"Le bourgeois campagnard", dessin d'H. Daumier (Les Français peints par eux-mêmes, vol. 3, 1846).
« LE BOURGEOIS CAMPAGNARD. On s’imagine en général que le bourgeois de Paris est citadin, qu’il a l’amour de sa ville, qu’il se réjouit quand on en balaie la poussière ou la boue, ou qu’on élargit les rues de manière à ce qu’il ne respire pas absolument un air d’égout ; on croit qu’il s’éprend des trottoirs d’asphalte, des candélabres gazifères, du dallage des quais, des arbres qu’on y plante et qui ne poussent pas, de la splendeur des monuments, de toutes les améliorations enfin votées par le conseil municipal ; on se trompe, le bourgeois de Paris n’accepte tout cela que comme un adoucissement à la funeste nécessité d’habiter la capitale. En effet, de tous les Français, le bourgeois de Paris est le plus champêtre, il l’est jusqu’au fanatisme. Boutiquier ou commis, enchaîné derrière un comptoir ou en face d’un bureau, la campagne est le rêve de toutes ses heures. Sur cent souscripteurs à La Maison rustique ou au Dictionnaire d’agriculture, il y en a quatre-vingt-quinze qui appartiennent aux patentés de la rue Saint-Denis ou aux appointés des grandes ruches ministérielles. […]
Un des symptômes les plus véhéments de cette monomanie, c’est la fureur avec laquelle, le dimanche venu, nos citadins se précipitent hors de la cité par toutes les barrières de Paris. Quand on pense à quels travaux d’Hercule se livrent ces bons bourgeois pour toucher du bout du pied le bord de cette belle robe verte qui revêt leur terre promise, on se sent pris à la fois d’admiration et de pitié […] En vérité, […] on ne calcule pas ce qu’ils bravent de soleil, ce qu’ils absorbent de poussière, ce qu’ils subissent de cahots, d’averses, de railleries, de soif, de faim, avant d’aborder un bouquet de bois, quelquefois un arbre, et s’asseoir sur une vieille herbe grise qu’ils appellent gazon fleuri, et y manger un pâté détestablement échauffé par le voyage et y boire un vin tourné depuis qu’il est sorti de la cave du marchand ; et cela pour un peu d’espace, un peu d’air, pour sentir sous leurs pieds autre chose que du pavé, pour voir devant eux autre chose que des murs blancs, pour se coucher sous un semblant d’ombrage.
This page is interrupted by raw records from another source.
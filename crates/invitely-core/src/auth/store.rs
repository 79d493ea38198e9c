use std::sync::{Arc, Weak};

use parking_lot::{Mutex, RwLock};

use super::AccessCredential;

/// Receives every credential change made through [`CredentialStore::set`].
///
/// Called in `set` order. Implementations must not call back into `set`.
pub trait CredentialObserver: Send + Sync {
    fn credential_changed(&self, credential: Option<&AccessCredential>);
}

/// Volatile, process-local holder of the current access credential.
///
/// Nothing here touches disk. A fresh store always starts empty.
#[derive(Default)]
pub struct CredentialStore {
    current: RwLock<Option<AccessCredential>>,
    observer: Mutex<Option<Weak<dyn CredentialObserver>>>,
    // Held across write + notify so the observer sees the last write last.
    order: Mutex<()>,
}

impl CredentialStore {
    pub fn new() -> Self {
        Self::default()
    }

    /// Register the observer (the renewal scheduler) held weakly so the
    /// store does not keep it alive.
    pub fn observe(&self, observer: &Arc<dyn CredentialObserver>) {
        *self.observer.lock() = Some(Arc::downgrade(observer));
    }

    /// Replace the held credential and resynchronize the observer.
    pub fn set(&self, credential: Option<AccessCredential>) {
        let _order = self.order.lock();
        *self.current.write() = credential.clone();

        // Write lock released above; the observer may read the store.
        let observer = self.observer.lock().as_ref().and_then(Weak::upgrade);
        if let Some(observer) = observer {
            observer.credential_changed(credential.as_ref());
        }
    }

    pub fn clear(&self) {
        self.set(None);
    }

    pub fn get(&self) -> Option<AccessCredential> {
        self.current.read().clone()
    }

    pub fn exists(&self) -> bool {
        self.current.read().is_some()
    }
}

#[cfg(test)]
mod tests {
    use super::*;
    use std::sync::atomic::{AtomicUsize, Ordering};

    #[derive(Default)]
    struct Recorder {
        armed: AtomicUsize,
        disarmed: AtomicUsize,
    }

    impl CredentialObserver for Recorder {
        fn credential_changed(&self, credential: Option<&AccessCredential>) {
            match credential {
                Some(_) => self.armed.fetch_add(1, Ordering::SeqCst),
                None => self.disarmed.fetch_add(1, Ordering::SeqCst),
            };
        }
    }

    #[test]
    fn test_fresh_store_is_empty() {
        let store = CredentialStore::new();
        assert!(store.get().is_none());
        assert!(!store.exists());
    }

    #[test]
    fn test_set_and_clear_notify_observer() {
        let store = CredentialStore::new();
        let recorder = Arc::new(Recorder::default());
        let observer: Arc<dyn CredentialObserver> = recorder.clone();
        store.observe(&observer);

        store.set(Some(AccessCredential::new("a")));
        store.set(Some(AccessCredential::new("b")));
        assert_eq!(store.get().map(|c| c.token().to_string()).as_deref(), Some("b"));

        store.clear();
        assert!(!store.exists());
        assert_eq!(recorder.armed.load(Ordering::SeqCst), 2);
        assert_eq!(recorder.disarmed.load(Ordering::SeqCst), 1);
    }

    /// Remembers the token of the last notification.
    #[derive(Default)]
    struct LastSeen(Mutex<Option<String>>);

    impl CredentialObserver for LastSeen {
        fn credential_changed(&self, credential: Option<&AccessCredential>) {
            *self.0.lock() = credential.map(|c| c.token().to_string());
        }
    }

    #[test]
    fn test_concurrent_sets_leave_observer_on_final_credential() {
        let store = Arc::new(CredentialStore::new());
        let last_seen = Arc::new(LastSeen::default());
        let observer: Arc<dyn CredentialObserver> = last_seen.clone();
        store.observe(&observer);

        let writers: Vec<_> = (0..8)
            .map(|writer| {
                let store = store.clone();
                std::thread::spawn(move || {
                    for i in 0..500 {
                        store.set(Some(AccessCredential::new(format!("t{}-{}", writer, i))));
                    }
                })
            })
            .collect();
        for writer in writers {
            writer.join().expect("writer thread");
        }

        let current = store.get().map(|c| c.token().to_string());
        assert!(current.is_some());
        assert_eq!(*last_seen.0.lock(), current);
    }

    #[test]
    fn test_dropped_observer_is_ignored() {
        let store = CredentialStore::new();
        {
            let observer: Arc<dyn CredentialObserver> = Arc::new(Recorder::default());
            store.observe(&observer);
        }
        store.set(Some(AccessCredential::new("a")));
        assert!(store.exists());
    }
}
Aussi, je le répète, si l’on supputait comme on le doit tous ces héroïques efforts, on partagerait notre respect pour ce rêve du bourgeois parisien.
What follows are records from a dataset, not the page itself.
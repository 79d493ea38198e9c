//! Proactive renewal ahead of credential expiry.
//!
//! One timer per credential. Setting a new credential replaces the timer,
//! clearing it disarms. The timer only ever asks [`Renew`] for a renewal, so
//! it joins a renewal that a request already started instead of racing it.

use std::sync::Arc;
use std::time::Duration;

use parking_lot::Mutex;
use tokio::time::Instant;
use tracing::{debug, warn};

use super::renewal::Renew;
use super::store::CredentialObserver;
use super::timer::ScheduledTask;
use super::{AccessCredential, CredentialStore};

/// Whether the hosting environment is currently in front of the user.
/// Timers are unreliable while backgrounded.
#[derive(Debug, Clone, Copy, PartialEq, Eq, Default)]
pub enum Visibility {
    #[default]
    Foreground,
    Background,
}

pub struct RenewalScheduler {
    store: Arc<CredentialStore>,
    renewer: Arc<dyn Renew>,
    safety_margin: Duration,
    timer: Mutex<Option<ScheduledTask>>,
    visibility: Mutex<Visibility>,
}

impl RenewalScheduler {
    pub fn new(
        store: Arc<CredentialStore>,
        renewer: Arc<dyn Renew>,
        safety_margin: Duration,
    ) -> Self {
        Self {
            store,
            renewer,
            safety_margin,
            timer: Mutex::new(None),
            visibility: Mutex::new(Visibility::Foreground),
        }
    }

    /// Schedule renewal `safety_margin` before the credential expires, or
    /// renew right away if that point has passed or the expiry is unknown.
    pub fn arm(&self, credential: &AccessCredential) {
        match self.delay_for(credential) {
            Some(delay) => {
                debug!(delay_secs = delay.as_secs(), "Arming renewal timer");
                let renewer = self.renewer.clone();
                let task = ScheduledTask::after(delay, fire(renewer));
                // Dropping the previous handle cancels it.
                let previous = self.timer.lock().replace(task);
                drop(previous);
            }
            None => {
                debug!("Credential inside safety margin, renewing now");
                self.disarm();
                self.renew_now();
            }
        }
    }

    /// Cancel the timer. A renewal already in flight keeps running.
    pub fn disarm(&self) {
        if let Some(task) = self.timer.lock().take() {
            debug!("Disarming renewal timer");
            task.cancel();
        }
    }

    /// Report a visibility transition. Coming back to the foreground
    /// re-evaluates the current credential against the clock.
    pub fn visibility_changed(&self, visibility: Visibility) {
        let previous = std::mem::replace(&mut *self.visibility.lock(), visibility);
        if previous == Visibility::Background && visibility == Visibility::Foreground {
            if let Some(credential) = self.store.get() {
                debug!("Foregrounded, re-evaluating credential expiry");
                self.arm(&credential);
            }
        }
    }

    pub fn is_armed(&self) -> bool {
        self.timer.lock().as_ref().map(ScheduledTask::is_pending).unwrap_or(false)
    }

    /// When the armed timer will fire, if one is armed.
    pub fn deadline(&self) -> Option<Instant> {
        self.timer
            .lock()
            .as_ref()
            .filter(|task| task.is_pending())
            .map(ScheduledTask::deadline)
    }

    fn delay_for(&self, credential: &AccessCredential) -> Option<Duration> {
        let left = credential.time_until_expiry()?.to_std().ok()?;
        left.checked_sub(self.safety_margin).filter(|d| !d.is_zero())
    }

    fn renew_now(&self) {
        // Registered synchronously; the spawned task only observes the outcome.
        let pending = self.renewer.renew();
        tokio::spawn(async move {
            if let Err(e) = pending.await {
                warn!(error = %e, "Immediate renewal failed");
            }
        });
    }
}

impl CredentialObserver for RenewalScheduler {
    fn credential_changed(&self, credential: Option<&AccessCredential>) {
        match credential {
            Some(credential) => self.arm(credential),
            None => self.disarm(),
        }
    }
}

async fn fire(renewer: Arc<dyn Renew>) {
    debug!("Renewal timer fired");
    // On success the store re-arms us with the new credential. On failure
    // we stop; the next request renews reactively.
    if let Err(e) = renewer.renew().await {
        warn!(error = %e, "Scheduled renewal failed");
    }
}

#[cfg(test)]
mod tests {
    use super::*;
    use crate::auth::credential::tests::token_expiring_in;
    use crate::auth::renewal::{PendingRenewal, RenewalError};
    use futures::FutureExt;
    use std::sync::atomic::{AtomicUsize, Ordering};

    const MARGIN: Duration = Duration::from_secs(60);

    /// Renews without the network: hands out a credential with a fixed TTL.
    struct FakeRenewer {
        store: Arc<CredentialStore>,
        calls: AtomicUsize,
        next_ttl: i64,
        fail: bool,
    }

    impl Renew for FakeRenewer {
        fn renew(&self) -> PendingRenewal {
            self.calls.fetch_add(1, Ordering::SeqCst);
            let store = self.store.clone();
            let ttl = self.next_ttl;
            let fail = self.fail;
            async move {
                if fail {
                    store.clear();
                    return Err(RenewalError::Rejected(401));
                }
                let credential = AccessCredential::new(token_expiring_in(ttl));
                store.set(Some(credential.clone()));
                Ok(credential)
            }
            .boxed()
            .shared()
        }
    }

    type Fixture = (Arc<CredentialStore>, Arc<FakeRenewer>, Arc<RenewalScheduler>);

    fn setup(next_ttl: i64, fail: bool) -> Fixture {
        let store = Arc::new(CredentialStore::new());
        let renewer = Arc::new(FakeRenewer {
            store: store.clone(),
            calls: AtomicUsize::new(0),
            next_ttl,
            fail,
        });
        let scheduler = Arc::new(RenewalScheduler::new(store.clone(), renewer.clone(), MARGIN));
        let observer: Arc<dyn CredentialObserver> = scheduler.clone();
        store.observe(&observer);
        (store, renewer, scheduler)
    }

    fn remaining(scheduler: &RenewalScheduler) -> Duration {
        scheduler
            .deadline()
            .expect("timer should be armed")
            .saturating_duration_since(Instant::now())
    }

    #[tokio::test(start_paused = true)]
    async fn test_timer_chain_rearms_for_new_credential() {
        let (store, renewer, scheduler) = setup(300, false);

        store.set(Some(AccessCredential::new(token_expiring_in(70))));
        let first = remaining(&scheduler);
        assert!(first > Duration::from_secs(8) && first <= Duration::from_secs(10));

        tokio::time::sleep(Duration::from_secs(11)).await;
        assert_eq!(renewer.calls.load(Ordering::SeqCst), 1);

        let second = remaining(&scheduler);
        assert!(second > Duration::from_secs(235) && second <= Duration::from_secs(240));
    }

    #[tokio::test(start_paused = true)]
    async fn test_near_expiry_renews_immediately() {
        let (store, renewer, scheduler) = setup(300, false);

        store.set(Some(AccessCredential::new(token_expiring_in(30))));
        assert_eq!(renewer.calls.load(Ordering::SeqCst), 1);
        assert!(!scheduler.is_armed());

        tokio::time::sleep(Duration::from_millis(1)).await;
        assert!(scheduler.is_armed());
    }

    #[tokio::test(start_paused = true)]
    async fn test_undecodable_expiry_renews_immediately() {
        let (store, renewer, _scheduler) = setup(300, false);
        store.set(Some(AccessCredential::new("opaque")));
        assert_eq!(renewer.calls.load(Ordering::SeqCst), 1);
    }

    #[tokio::test(start_paused = true)]
    async fn test_new_credential_cancels_previous_timer() {
        let (store, renewer, scheduler) = setup(3600, false);

        store.set(Some(AccessCredential::new(token_expiring_in(600))));
        store.set(Some(AccessCredential::new(token_expiring_in(1200))));
        assert!(remaining(&scheduler) > Duration::from_secs(1100));

        // Past the first credential's deadline
        tokio::time::sleep(Duration::from_secs(600)).await;
        assert_eq!(renewer.calls.load(Ordering::SeqCst), 0);
    }

    #[tokio::test(start_paused = true)]
    async fn test_clear_disarms() {
        let (store, renewer, scheduler) = setup(300, false);

        store.set(Some(AccessCredential::new(token_expiring_in(120))));
        assert!(scheduler.is_armed());
        store.clear();
        assert!(!scheduler.is_armed());

        tokio::time::sleep(Duration::from_secs(120)).await;
        assert_eq!(renewer.calls.load(Ordering::SeqCst), 0);
    }

    #[tokio::test(start_paused = true)]
    async fn test_failed_scheduled_renewal_stops_chain() {
        let (store, renewer, scheduler) = setup(300, true);

        store.set(Some(AccessCredential::new(token_expiring_in(65))));
        tokio::time::sleep(Duration::from_secs(10)).await;

        assert_eq!(renewer.calls.load(Ordering::SeqCst), 1);
        assert!(!store.exists());
        assert!(!scheduler.is_armed());
    }

    #[tokio::test(start_paused = true)]
    async fn test_foreground_regain_reevaluates() {
        // Not wired as observer: the store changes silently, as if time
        // passed while the timer was frozen in the background.
        let store = Arc::new(CredentialStore::new());
        let renewer = Arc::new(FakeRenewer {
            store: store.clone(),
            calls: AtomicUsize::new(0),
            next_ttl: 300,
            fail: false,
        });
        let scheduler = RenewalScheduler::new(store.clone(), renewer.clone(), MARGIN);

        store.set(Some(AccessCredential::new(token_expiring_in(30))));
        scheduler.visibility_changed(Visibility::Foreground);
        assert_eq!(renewer.calls.load(Ordering::SeqCst), 0);

        scheduler.visibility_changed(Visibility::Background);
        scheduler.visibility_changed(Visibility::Foreground);
        assert_eq!(renewer.calls.load(Ordering::SeqCst), 1);

        store.set(Some(AccessCredential::new(token_expiring_in(600))));
        scheduler.visibility_changed(Visibility::Background);
        scheduler.visibility_changed(Visibility::Foreground);
        assert_eq!(renewer.calls.load(Ordering::SeqCst), 1);
        assert!(scheduler.is_armed());
    }
}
Mais le temps est bien loin encore du jour où il pourra le réaliser, et en attendant, il s’en berce, il s’en nourrit, il lui emprunte le courage nécessaire à supporter la dure épreuve de la vie citadine. Après l’espérance d’un meilleur monde, la campagne est le premier soutien de la foi et de la résignation religieuse du bourgeois de Paris. Il ne mange pas un ragoût dont le beurre agace trop sa gorge, il ne boit pas une tasse de ce lait parisien qui a le don d’être à la fois plus insipide que l’eau et plus indigeste que les haricots, sans rêver à la crème et au beurre frais qu’il récoltera lui-même de sa belle vache future. Que lui importe cette salade flétrie comme la robe d’une danseuse des funambules, ces petits pois belliqueux et durs comme le plomb qui charge le mousquet de nos héros ; ne viendra-t-il pas un jour où il ira cueillir lui-même sa tendre laitue et ses légumes croquants une heure avant de se mettre à table ?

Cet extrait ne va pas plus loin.